Material for the task:
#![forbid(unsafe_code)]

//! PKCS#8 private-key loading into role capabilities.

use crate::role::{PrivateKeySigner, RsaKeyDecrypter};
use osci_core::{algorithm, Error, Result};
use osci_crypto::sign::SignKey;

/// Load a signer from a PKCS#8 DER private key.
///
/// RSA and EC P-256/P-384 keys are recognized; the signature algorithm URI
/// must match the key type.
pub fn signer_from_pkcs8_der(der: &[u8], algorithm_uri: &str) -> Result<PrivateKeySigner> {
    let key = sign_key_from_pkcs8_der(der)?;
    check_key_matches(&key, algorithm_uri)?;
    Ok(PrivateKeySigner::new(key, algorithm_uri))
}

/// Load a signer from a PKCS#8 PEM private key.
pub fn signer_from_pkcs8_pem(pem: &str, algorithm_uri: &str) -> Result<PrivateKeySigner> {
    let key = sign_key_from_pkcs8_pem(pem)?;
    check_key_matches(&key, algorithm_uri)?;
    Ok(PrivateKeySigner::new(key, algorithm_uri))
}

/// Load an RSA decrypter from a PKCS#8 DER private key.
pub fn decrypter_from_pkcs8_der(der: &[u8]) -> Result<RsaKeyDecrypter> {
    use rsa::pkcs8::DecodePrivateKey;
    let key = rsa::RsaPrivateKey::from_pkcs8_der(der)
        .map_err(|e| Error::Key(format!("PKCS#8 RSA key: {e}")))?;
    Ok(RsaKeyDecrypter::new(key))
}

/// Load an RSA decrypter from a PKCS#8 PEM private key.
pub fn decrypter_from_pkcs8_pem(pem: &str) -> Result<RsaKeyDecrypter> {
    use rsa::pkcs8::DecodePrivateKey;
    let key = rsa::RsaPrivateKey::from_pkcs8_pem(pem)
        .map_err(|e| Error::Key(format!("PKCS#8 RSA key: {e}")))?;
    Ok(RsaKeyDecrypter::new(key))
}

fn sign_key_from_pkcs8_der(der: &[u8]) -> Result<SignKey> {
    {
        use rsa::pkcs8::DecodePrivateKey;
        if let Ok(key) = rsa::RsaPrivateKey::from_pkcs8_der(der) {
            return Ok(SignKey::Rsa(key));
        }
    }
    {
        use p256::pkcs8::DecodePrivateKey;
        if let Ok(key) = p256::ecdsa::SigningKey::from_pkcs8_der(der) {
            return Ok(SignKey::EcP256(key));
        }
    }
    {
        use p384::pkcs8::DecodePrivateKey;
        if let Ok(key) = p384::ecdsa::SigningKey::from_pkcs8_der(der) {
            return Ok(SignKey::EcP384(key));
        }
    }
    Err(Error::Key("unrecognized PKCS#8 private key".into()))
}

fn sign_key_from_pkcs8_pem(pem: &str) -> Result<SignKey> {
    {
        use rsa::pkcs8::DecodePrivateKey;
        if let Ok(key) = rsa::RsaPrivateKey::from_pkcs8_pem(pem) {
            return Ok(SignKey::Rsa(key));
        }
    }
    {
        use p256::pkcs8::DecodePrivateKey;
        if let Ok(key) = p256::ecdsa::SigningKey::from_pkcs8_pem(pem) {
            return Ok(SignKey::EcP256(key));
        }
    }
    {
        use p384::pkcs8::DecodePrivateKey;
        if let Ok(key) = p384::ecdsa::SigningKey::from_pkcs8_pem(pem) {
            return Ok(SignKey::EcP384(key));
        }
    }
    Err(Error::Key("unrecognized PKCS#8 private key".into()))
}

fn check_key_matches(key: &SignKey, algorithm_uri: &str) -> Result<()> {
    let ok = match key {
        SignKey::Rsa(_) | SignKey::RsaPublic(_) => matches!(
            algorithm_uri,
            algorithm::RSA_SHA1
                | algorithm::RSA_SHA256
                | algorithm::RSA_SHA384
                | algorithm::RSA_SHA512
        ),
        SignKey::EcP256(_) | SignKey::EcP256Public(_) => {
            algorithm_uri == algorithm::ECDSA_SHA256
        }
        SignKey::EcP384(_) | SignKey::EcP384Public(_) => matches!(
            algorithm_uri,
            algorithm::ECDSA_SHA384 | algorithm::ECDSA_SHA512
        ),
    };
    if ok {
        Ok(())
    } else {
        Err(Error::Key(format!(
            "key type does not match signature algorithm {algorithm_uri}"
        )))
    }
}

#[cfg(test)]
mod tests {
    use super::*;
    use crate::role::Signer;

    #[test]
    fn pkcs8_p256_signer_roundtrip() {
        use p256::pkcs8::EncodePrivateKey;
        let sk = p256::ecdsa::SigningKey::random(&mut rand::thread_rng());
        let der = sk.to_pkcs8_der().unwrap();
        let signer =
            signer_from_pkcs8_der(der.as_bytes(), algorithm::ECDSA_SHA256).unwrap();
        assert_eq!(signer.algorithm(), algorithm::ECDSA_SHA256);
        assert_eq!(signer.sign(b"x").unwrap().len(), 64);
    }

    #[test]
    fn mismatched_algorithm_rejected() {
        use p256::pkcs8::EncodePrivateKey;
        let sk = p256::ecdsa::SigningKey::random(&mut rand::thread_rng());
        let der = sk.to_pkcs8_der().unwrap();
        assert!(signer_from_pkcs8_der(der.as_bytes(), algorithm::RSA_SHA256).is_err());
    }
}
---
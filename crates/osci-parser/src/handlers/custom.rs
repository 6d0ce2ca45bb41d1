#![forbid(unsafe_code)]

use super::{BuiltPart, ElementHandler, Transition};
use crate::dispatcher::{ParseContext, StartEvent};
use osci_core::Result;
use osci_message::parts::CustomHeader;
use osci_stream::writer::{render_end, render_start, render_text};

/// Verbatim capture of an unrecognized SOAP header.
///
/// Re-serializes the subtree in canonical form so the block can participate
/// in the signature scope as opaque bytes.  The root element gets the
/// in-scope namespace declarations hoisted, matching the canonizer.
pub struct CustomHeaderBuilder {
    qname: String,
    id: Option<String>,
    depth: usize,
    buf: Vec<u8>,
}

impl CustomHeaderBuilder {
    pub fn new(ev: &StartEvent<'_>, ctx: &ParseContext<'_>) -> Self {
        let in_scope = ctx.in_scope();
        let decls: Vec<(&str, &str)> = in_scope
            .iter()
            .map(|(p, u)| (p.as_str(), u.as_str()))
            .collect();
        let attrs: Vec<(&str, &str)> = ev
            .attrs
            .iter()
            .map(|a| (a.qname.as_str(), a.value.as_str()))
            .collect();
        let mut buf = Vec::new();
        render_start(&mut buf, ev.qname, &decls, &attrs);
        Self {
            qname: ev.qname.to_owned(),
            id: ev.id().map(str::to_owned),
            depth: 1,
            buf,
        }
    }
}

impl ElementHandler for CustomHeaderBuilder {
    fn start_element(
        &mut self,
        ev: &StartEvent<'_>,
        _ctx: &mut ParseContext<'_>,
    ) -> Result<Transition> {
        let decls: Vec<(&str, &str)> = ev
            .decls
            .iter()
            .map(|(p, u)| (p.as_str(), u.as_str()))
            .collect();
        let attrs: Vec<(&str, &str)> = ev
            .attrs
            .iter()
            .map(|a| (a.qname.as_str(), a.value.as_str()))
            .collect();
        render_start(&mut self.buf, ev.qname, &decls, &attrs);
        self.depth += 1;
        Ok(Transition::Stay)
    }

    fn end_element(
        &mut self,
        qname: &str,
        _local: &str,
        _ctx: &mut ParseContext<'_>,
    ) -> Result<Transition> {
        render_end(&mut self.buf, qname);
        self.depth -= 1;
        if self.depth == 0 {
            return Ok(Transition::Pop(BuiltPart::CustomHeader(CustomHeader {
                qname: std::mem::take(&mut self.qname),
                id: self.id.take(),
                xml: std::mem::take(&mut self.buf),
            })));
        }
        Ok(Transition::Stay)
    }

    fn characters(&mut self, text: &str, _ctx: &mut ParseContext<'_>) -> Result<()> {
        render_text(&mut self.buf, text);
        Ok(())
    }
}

Exercise goal: Copy out each line of the listing where the string "ParseContext" appears.

Task result:
use crate::dispatcher::{ParseContext, StartEvent};
    pub fn new(ev: &StartEvent<'_>, ctx: &ParseContext<'_>) -> Self {
        _ctx: &mut ParseContext<'_>,
        _ctx: &mut ParseContext<'_>,
    fn characters(&mut self, text: &str, _ctx: &mut ParseContext<'_>) -> Result<()> {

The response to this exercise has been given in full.